Using Diphenylphosphoryl Azide (DPPA) for the Facile Synthesis of Biodegradable Antiseptic Random Copolypeptides

A facile method has been developed for the large‐scale synthesis of random copolypeptides composed of multiple (i.e., cationic, hydrophobic, and hydrophilic) amino acids and their relative ratios have been optimized for broad‐spectrum antibacterial effect. The copolypeptides obtained have measured compositions close to the design ratios in spite of the differing reactivities of the different amino acids.

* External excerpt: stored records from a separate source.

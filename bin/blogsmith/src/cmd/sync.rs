//! Sync command - load every collection and write the data store

use std::{path::Path, time::Instant};

use blogsmith_content::{Collections, ContentStore};
use blogsmith_core::Config;
use color_eyre::eyre::{Result, WrapErr};

/// Run the sync command.
///
/// A single invalid document aborts the sync; nothing is written in that case.
pub fn run(config_path: &Path, out: Option<&Path>, drafts: bool) -> Result<()> {
    let start = Instant::now();
    tracing::info!(?config_path, ?out, drafts, "Starting sync");

    let config = Config::load_with_env(config_path).wrap_err("Failed to load configuration")?;
    tracing::debug!(?config, "Loaded configuration");

    let collections =
        Collections::from_config(&config).wrap_err("Failed to set up collections")?;
    let store =
        ContentStore::load(&config.root, &collections).wrap_err("Content validation failed")?;

    let output = match out {
        Some(path) => path.to_path_buf(),
        None => config.resolve(&config.build.data_store),
    };
    let include_drafts = drafts || config.build.drafts;

    store
        .write_data_store(&output, include_drafts)
        .wrap_err_with(|| format!("Failed to write {}", output.display()))?;

    let duration = start.elapsed();

    println!();
    println!("  Sync completed successfully!");
    println!();
    for name in store.collection_names() {
        let total = store.collection(name).map(|e| e.len()).unwrap_or_default();
        let published = store.published(name).map(|e| e.len()).unwrap_or_default();
        println!("  {name:<12} {published} published, {} draft(s)", total - published);
    }
    println!();
    println!("  Drafts:     {}", if include_drafts { "included" } else { "excluded" });
    println!("  Duration:   {:.2}s", duration.as_secs_f64());
    println!("  Output:     {}", output.display());
    println!();

    tracing::info!(entries = store.len(), ?duration, "Sync completed successfully");

    Ok(())
}

#[cfg(test)]
mod tests {
    use std::fs;

    use super::*;

    fn site() -> tempfile::TempDir {
        let dir = tempfile::tempdir().expect("create temp dir");
        fs::write(
            dir.path().join("blogsmith.toml"),
            r#"
site = "https://example.com"

[collections.notes]
loader = { base = "notes" }
schema = { fields = { title = "string", draft = "boolean" } }
"#,
        )
        .expect("write config");
        fs::create_dir_all(dir.path().join("notes")).expect("mkdir");
        fs::write(
            dir.path().join("notes/live.md"),
            "---\ntitle: Live\ndraft: false\n---\n",
        )
        .expect("write");
        fs::write(
            dir.path().join("notes/wip.md"),
            "---\ntitle: Wip\ndraft: true\n---\n",
        )
        .expect("write");
        dir
    }

    #[test]
    fn test_sync_writes_default_data_store() {
        let dir = site();
        run(&dir.path().join("blogsmith.toml"), None, false).expect("sync");

        let written = fs::read_to_string(dir.path().join(".blogsmith/data-store.json"))
            .expect("data store exists");
        let value: serde_json::Value = serde_json::from_str(&written).expect("json");
        let notes = value["collections"]["notes"].as_array().expect("array");
        assert_eq!(notes.len(), 1);
        assert_eq!(notes[0]["id"], "live");
    }

    #[test]
    fn test_sync_with_drafts_and_custom_out() {
        let dir = site();
        let out = dir.path().join("dist/data.json");
        run(&dir.path().join("blogsmith.toml"), Some(&out), true).expect("sync");

        let value: serde_json::Value =
            serde_json::from_str(&fs::read_to_string(&out).expect("read")).expect("json");
        assert_eq!(value["collections"]["notes"].as_array().map(Vec::len), Some(2));
    }

    #[test]
    fn test_sync_halts_on_invalid_document() {
        let dir = site();
        fs::write(dir.path().join("notes/bad.md"), "---\ndraft: false\n---\n").expect("write");

        let err = run(&dir.path().join("blogsmith.toml"), None, false).unwrap_err();
        assert!(format!("{err:?}").contains("title"));
        assert!(!dir.path().join(".blogsmith/data-store.json").exists());
    }
}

An optimized random copolypeptide of lysine, leucine, and serine (denoted as KLS‐3) mimicking the composition of LL‐37 host defense peptide gives broad spectrum antibacterial activity against clinically relevant Gram‐negative and Gram‐positive bacteria such as methicillin‐resistant Staphylococcus aureus (MRSA) and Pseudomonas aeruginosa (PAO1) with minimum inhibitory concentrations (MICs) of 32–64 μg mL−1, as well as good MICs against multidrug resistant Gram‐negative bacteria of Escherichia coli EC 958 (64 μg mL−1) and Klebseilla pneumoniae PTR3 (128 μg mL−1). This method can be applied to the facile large‐scale copolymerization of multiple amino acids, including unnatural amino acids, to make effective antibacterial copolypeptides. A facile method for the large‐scale synthesis of random polypeptides composed of multiple (i.e., cationic, hydrophobic, and hydrophilic) amino acids is proposed by using diphenylphosphoryl azide. The copolypeptides mimicking hose defense peptide LL‐37 and lipopeptide antibiotic polymyxin B show broad‐spectrum antibacterial effects against both Gram‐positive, Gram‐negative strains, and even multidrug‐resistant clinically relevant strains.